[Stored data entries]
◆ ◆ ◆ ◆

//! Local-time indexed tables
//!
//! A [`TimeSeriesTable`] is an ordered local-time index plus any number of
//! labelled value columns. `None` means "no data" and is never treated as zero.
//! The label type is generic so each operation keeps the provenance it needs:
//! plain names, `(type, kind)` pairs or full per-unit labels.

use std::collections::BTreeMap;
use std::fmt::Display;
use std::io::Write;

use chrono::{DateTime, TimeZone};
use chrono_tz::Tz;

use crate::error::{MarketDataError, Result};

/// One labelled value column
#[derive(Debug, Clone, PartialEq)]
pub struct Column<L> {
    pub label: L,
    pub values: Vec<Option<f64>>,
}

/// Local-time indexed table with labelled optional-value columns
#[derive(Debug, Clone, PartialEq)]
pub struct TimeSeriesTable<L> {
    index: Vec<DateTime<Tz>>,
    columns: Vec<Column<L>>,
}

impl<L> Default for TimeSeriesTable<L> {
    fn default() -> Self {
        Self {
            index: Vec::new(),
            columns: Vec::new(),
        }
    }
}

impl<L> TimeSeriesTable<L> {
    /// Table with the given index and no columns
    pub fn with_index(index: Vec<DateTime<Tz>>) -> Self {
        Self {
            index,
            columns: Vec::new(),
        }
    }

    /// Single-column table from provider-ordered `(timestamp, value)` points
    pub fn from_points(label: L, points: Vec<(DateTime<Tz>, Option<f64>)>) -> Self {
        let (index, values) = points.into_iter().unzip();
        Self {
            index,
            columns: vec![Column { label, values }],
        }
    }

    pub fn index(&self) -> &[DateTime<Tz>] {
        &self.index
    }

    pub fn columns(&self) -> &[Column<L>] {
        &self.columns
    }

    pub fn labels(&self) -> impl Iterator<Item = &L> {
        self.columns.iter().map(|c| &c.label)
    }

    /// Number of rows
    pub fn len(&self) -> usize {
        self.index.len()
    }

    pub fn is_empty(&self) -> bool {
        self.index.is_empty()
    }

    /// Apply `f` to every present value
    pub fn map_values(mut self, f: impl Fn(f64) -> f64) -> Self {
        for column in &mut self.columns {
            for value in column.values.iter_mut().flatten() {
                *value = f(*value);
            }
        }
        self
    }

    /// Rows whose timestamp lies in `[start, end]` (inclusive, by instant)
    pub fn slice<T: TimeZone>(self, start: &DateTime<T>, end: &DateTime<T>) -> Self {
        let keep: Vec<bool> = self
            .index
            .iter()
            .map(|ts| ts >= start && ts <= end)
            .collect();

        let index = filter_by(self.index, &keep);
        let columns = self
            .columns
            .into_iter()
            .map(|c| Column {
                label: c.label,
                values: filter_by(c.values, &keep),
            })
            .collect();

        Self { index, columns }
    }
}

impl<L: Display> TimeSeriesTable<L> {
    /// Append a column; its length must match the index
    pub fn push_column(&mut self, label: L, values: Vec<Option<f64>>) -> Result<()> {
        if values.len() != self.index.len() {
            return Err(MarketDataError::ShapeMismatch {
                label: label.to_string(),
                expected: self.index.len(),
                actual: values.len(),
            });
        }
        self.columns.push(Column { label, values });
        Ok(())
    }

    /// Write the table as CSV: a `timestamp` column (RFC 3339) then one column per label
    pub fn write_csv<W: Write>(&self, writer: W) -> Result<()> {
        let mut out = csv::Writer::from_writer(writer);

        let mut header = vec!["timestamp".to_string()];
        header.extend(self.columns.iter().map(|c| c.label.to_string()));
        out.write_record(&header)?;

        for (row, ts) in self.index.iter().enumerate() {
            let mut record = vec![ts.to_rfc3339()];
            record.extend(
                self.columns
                    .iter()
                    .map(|c| c.values[row].map(|v| v.to_string()).unwrap_or_default()),
            );
            out.write_record(&record)?;
        }

        out.flush()?;
        Ok(())
    }
}

impl<L: PartialEq> TimeSeriesTable<L> {
    /// Values of the column labelled `label`
    pub fn column(&self, label: &L) -> Option<&[Option<f64>]> {
        self.columns
            .iter()
            .find(|c| &c.label == label)
            .map(|c| c.values.as_slice())
    }

    /// Value at `ts` in the column labelled `label` (`None` if absent)
    pub fn value_at<T: TimeZone>(&self, ts: &DateTime<T>, label: &L) -> Option<f64> {
        let row = self.index.iter().position(|i| i == ts)?;
        self.column(label)?.get(row).copied().flatten()
    }
}

impl<L: Clone + PartialEq> TimeSeriesTable<L> {
    /// Stack tables along the time axis, in the given order
    ///
    /// Columns are matched by label; a label missing from one table is filled
    /// with `None` for that table's rows. Rows are not deduplicated.
    pub fn concat(tables: impl IntoIterator<Item = Self>) -> Self {
        let tables: Vec<Self> = tables.into_iter().collect();

        let mut labels: Vec<L> = Vec::new();
        for table in &tables {
            for label in table.labels() {
                if !labels.contains(label) {
                    labels.push(label.clone());
                }
            }
        }

        let mut index = Vec::new();
        let mut columns: Vec<Column<L>> = labels
            .into_iter()
            .map(|label| Column {
                label,
                values: Vec::new(),
            })
            .collect();

        for table in tables {
            let rows = table.len();
            for column in &mut columns {
                match table.column(&column.label) {
                    Some(values) => column.values.extend_from_slice(values),
                    None => column.values.extend(std::iter::repeat(None).take(rows)),
                }
            }
            index.extend(table.index);
        }

        Self { index, columns }
    }

    /// Outer join on the index; the result index is the sorted union
    ///
    /// Columns of `other` are appended after the columns of `self`.
    pub fn join(self, other: Self) -> Self {
        let mut union: Vec<DateTime<Tz>> = self
            .index
            .iter()
            .chain(other.index.iter())
            .cloned()
            .collect();
        union.sort();
        union.dedup();

        let positions: BTreeMap<i64, usize> = union
            .iter()
            .enumerate()
            .map(|(pos, ts)| (ts.timestamp_millis(), pos))
            .collect();

        let mut columns = Vec::with_capacity(self.columns.len() + other.columns.len());
        for table in [self, other] {
            let rows: Vec<usize> = table
                .index
                .iter()
                .filter_map(|ts| positions.get(&ts.timestamp_millis()).copied())
                .collect();

            for column in table.columns {
                let mut values = vec![None; union.len()];
                for (row, value) in rows.iter().zip(column.values) {
                    values[*row] = value;
                }
                columns.push(Column {
                    label: column.label,
                    values,
                });
            }
        }

        Self {
            index: union,
            columns,
        }
    }

    /// Merge columns sharing a key into one, summing `sign * value`
    ///
    /// A merged value is present when at least one source value is present;
    /// absent sources do not contribute. Key order follows first appearance.
    pub fn combine_columns<K: Clone + PartialEq>(
        &self,
        key: impl Fn(&L) -> (K, f64),
    ) -> TimeSeriesTable<K> {
        let mut combined: Vec<Column<K>> = Vec::new();

        for column in &self.columns {
            let (k, sign) = key(&column.label);
            let position = match combined.iter().position(|c| c.label == k) {
                Some(position) => position,
                None => {
                    combined.push(Column {
                        label: k,
                        values: vec![None; self.index.len()],
                    });
                    combined.len() - 1
                }
            };

            let target = &mut combined[position].values;
            for (acc, value) in target.iter_mut().zip(&column.values) {
                if let Some(v) = value {
                    *acc = Some(acc.unwrap_or(0.0) + sign * v);
                }
            }
        }

        TimeSeriesTable {
            index: self.index.clone(),
            columns: combined,
        }
    }
}

fn filter_by<T>(items: Vec<T>, keep: &[bool]) -> Vec<T> {
    items
        .into_iter()
        .zip(keep)
        .filter_map(|(item, keep)| keep.then_some(item))
        .collect()
}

◆ ◆ ◆ ◆

# DIRECTIONS FOR THIS TASK:
Every record above needs to be copied exactly.

# EXERCISE RESPONSE:
//! Local-time indexed tables
//!
//! A [`TimeSeriesTable`] is an ordered local-time index plus any number of
//! labelled value columns. `None` means "no data" and is never treated as zero.
//! The label type is generic so each operation keeps the provenance it needs:
//! plain names, `(type, kind)` pairs or full per-unit labels.

use std::collections::BTreeMap;
use std::fmt::Display;
use std::io::Write;

use chrono::{DateTime, TimeZone};
use chrono_tz::Tz;

use crate::error::{MarketDataError, Result};

/// One labelled value column
#[derive(Debug, Clone, PartialEq)]
pub struct Column<L> {
    pub label: L,
    pub values: Vec<Option<f64>>,
}

/// Local-time indexed table with labelled optional-value columns
#[derive(Debug, Clone, PartialEq)]
pub struct TimeSeriesTable<L> {
    index: Vec<DateTime<Tz>>,
    columns: Vec<Column<L>>,
}

impl<L> Default for TimeSeriesTable<L> {
    fn default() -> Self {
        Self {
            index: Vec::new(),
            columns: Vec::new(),
        }
    }
}

impl<L> TimeSeriesTable<L> {
    /// Table with the given index and no columns
    pub fn with_index(index: Vec<DateTime<Tz>>) -> Self {
        Self {
            index,
            columns: Vec::new(),
        }
    }

    /// Single-column table from provider-ordered `(timestamp, value)` points
    pub fn from_points(label: L, points: Vec<(DateTime<Tz>, Option<f64>)>) -> Self {
        let (index, values) = points.into_iter().unzip();
        Self {
            index,
            columns: vec![Column { label, values }],
        }
    }

    pub fn index(&self) -> &[DateTime<Tz>] {
        &self.index
    }

    pub fn columns(&self) -> &[Column<L>] {
        &self.columns
    }

    pub fn labels(&self) -> impl Iterator<Item = &L> {
        self.columns.iter().map(|c| &c.label)
    }

    /// Number of rows
    pub fn len(&self) -> usize {
        self.index.len()
    }

    pub fn is_empty(&self) -> bool {
        self.index.is_empty()
    }

    /// Apply `f` to every present value
    pub fn map_values(mut self, f: impl Fn(f64) -> f64) -> Self {
        for column in &mut self.columns {
            for value in column.values.iter_mut().flatten() {
                *value = f(*value);
            }
        }
        self
    }

    /// Rows whose timestamp lies in `[start, end]` (inclusive, by instant)
    pub fn slice<T: TimeZone>(self, start: &DateTime<T>, end: &DateTime<T>) -> Self {
        let keep: Vec<bool> = self
            .index
            .iter()
            .map(|ts| ts >= start && ts <= end)
            .collect();

        let index = filter_by(self.index, &keep);
        let columns = self
            .columns
            .into_iter()
            .map(|c| Column {
                label: c.label,
                values: filter_by(c.values, &keep),
            })
            .collect();

        Self { index, columns }
    }
}

impl<L: Display> TimeSeriesTable<L> {
    /// Append a column; its length must match the index
    pub fn push_column(&mut self, label: L, values: Vec<Option<f64>>) -> Result<()> {
        if values.len() != self.index.len() {
            return Err(MarketDataError::ShapeMismatch {
                label: label.to_string(),
                expected: self.index.len(),
                actual: values.len(),
            });
        }
        self.columns.push(Column { label, values });
        Ok(())
    }

    /// Write the table as CSV: a `timestamp` column (RFC 3339) then one column per label
    pub fn write_csv<W: Write>(&self, writer: W) -> Result<()> {
        let mut out = csv::Writer::from_writer(writer);

        let mut header = vec!["timestamp".to_string()];
        header.extend(self.columns.iter().map(|c| c.label.to_string()));
        out.write_record(&header)?;

        for (row, ts) in self.index.iter().enumerate() {
            let mut record = vec![ts.to_rfc3339()];
            record.extend(
                self.columns
                    .iter()
                    .map(|c| c.values[row].map(|v| v.to_string()).unwrap_or_default()),
            );
            out.write_record(&record)?;
        }

        out.flush()?;
        Ok(())
    }
}

impl<L: PartialEq> TimeSeriesTable<L> {
    /// Values of the column labelled `label`
    pub fn column(&self, label: &L) -> Option<&[Option<f64>]> {
        self.columns
            .iter()
            .find(|c| &c.label == label)
            .map(|c| c.values.as_slice())
    }

    /// Value at `ts` in the column labelled `label` (`None` if absent)
    pub fn value_at<T: TimeZone>(&self, ts: &DateTime<T>, label: &L) -> Option<f64> {
        let row = self.index.iter().position(|i| i == ts)?;
        self.column(label)?.get(row).copied().flatten()
    }
}

impl<L: Clone + PartialEq> TimeSeriesTable<L> {
    /// Stack tables along the time axis, in the given order
    ///
    /// Columns are matched by label; a label missing from one table is filled
    /// with `None` for that table's rows. Rows are not deduplicated.
    pub fn concat(tables: impl IntoIterator<Item = Self>) -> Self {
        let tables: Vec<Self> = tables.into_iter().collect();

        let mut labels: Vec<L> = Vec::new();
        for table in &tables {
            for label in table.labels() {
                if !labels.contains(label) {
                    labels.push(label.clone());
                }
            }
        }

        let mut index = Vec::new();
        let mut columns: Vec<Column<L>> = labels
            .into_iter()
            .map(|label| Column {
                label,
                values: Vec::new(),
            })
            .collect();

        for table in tables {
            let rows = table.len();
            for column in &mut columns {
                match table.column(&column.label) {
                    Some(values) => column.values.extend_from_slice(values),
                    None => column.values.extend(std::iter::repeat(None).take(rows)),
                }
            }
            index.extend(table.index);
        }

        Self { index, columns }
    }

    /// Outer join on the index; the result index is the sorted union
    ///
    /// Columns of `other` are appended after the columns of `self`.
    pub fn join(self, other: Self) -> Self {
        let mut union: Vec<DateTime<Tz>> = self
            .index
            .iter()
            .chain(other.index.iter())
            .cloned()
            .collect();
        union.sort();
        union.dedup();

        let positions: BTreeMap<i64, usize> = union
            .iter()
            .enumerate()
            .map(|(pos, ts)| (ts.timestamp_millis(), pos))
            .collect();

        let mut columns = Vec::with_capacity(self.columns.len() + other.columns.len());
        for table in [self, other] {
            let rows: Vec<usize> = table
                .index
                .iter()
                .filter_map(|ts| positions.get(&ts.timestamp_millis()).copied())
                .collect();

            for column in table.columns {
                let mut values = vec![None; union.len()];
                for (row, value) in rows.iter().zip(column.values) {
                    values[*row] = value;
                }
                columns.push(Column {
                    label: column.label,
                    values,
                });
            }
        }

        Self {
            index: union,
            columns,
        }
    }

    /// Merge columns sharing a key into one, summing `sign * value`
    ///
    /// A merged value is present when at least one source value is present;
    /// absent sources do not contribute. Key order follows first appearance.
    pub fn combine_columns<K: Clone + PartialEq>(
        &self,
        key: impl Fn(&L) -> (K, f64),
    ) -> TimeSeriesTable<K> {
        let mut combined: Vec<Column<K>> = Vec::new();

        for column in &self.columns {
            let (k, sign) = key(&column.label);
            let position = match combined.iter().position(|c| c.label == k) {
                Some(position) => position,
                None => {
                    combined.push(Column {
                        label: k,
                        values: vec![None; self.index.len()],
                    });
                    combined.len() - 1
                }
            };

            let target = &mut combined[position].values;
            for (acc, value) in target.iter_mut().zip(&column.values) {
                if let Some(v) = value {
                    *acc = Some(acc.unwrap_or(0.0) + sign * v);
                }
            }
        }

        TimeSeriesTable {
            index: self.index.clone(),
            columns: combined,
        }
    }
}

fn filter_by<T>(items: Vec<T>, keep: &[bool]) -> Vec<T> {
    items
        .into_iter()
        .zip(keep)
        .filter_map(|(item, keep)| keep.then_some(item))
        .collect()
}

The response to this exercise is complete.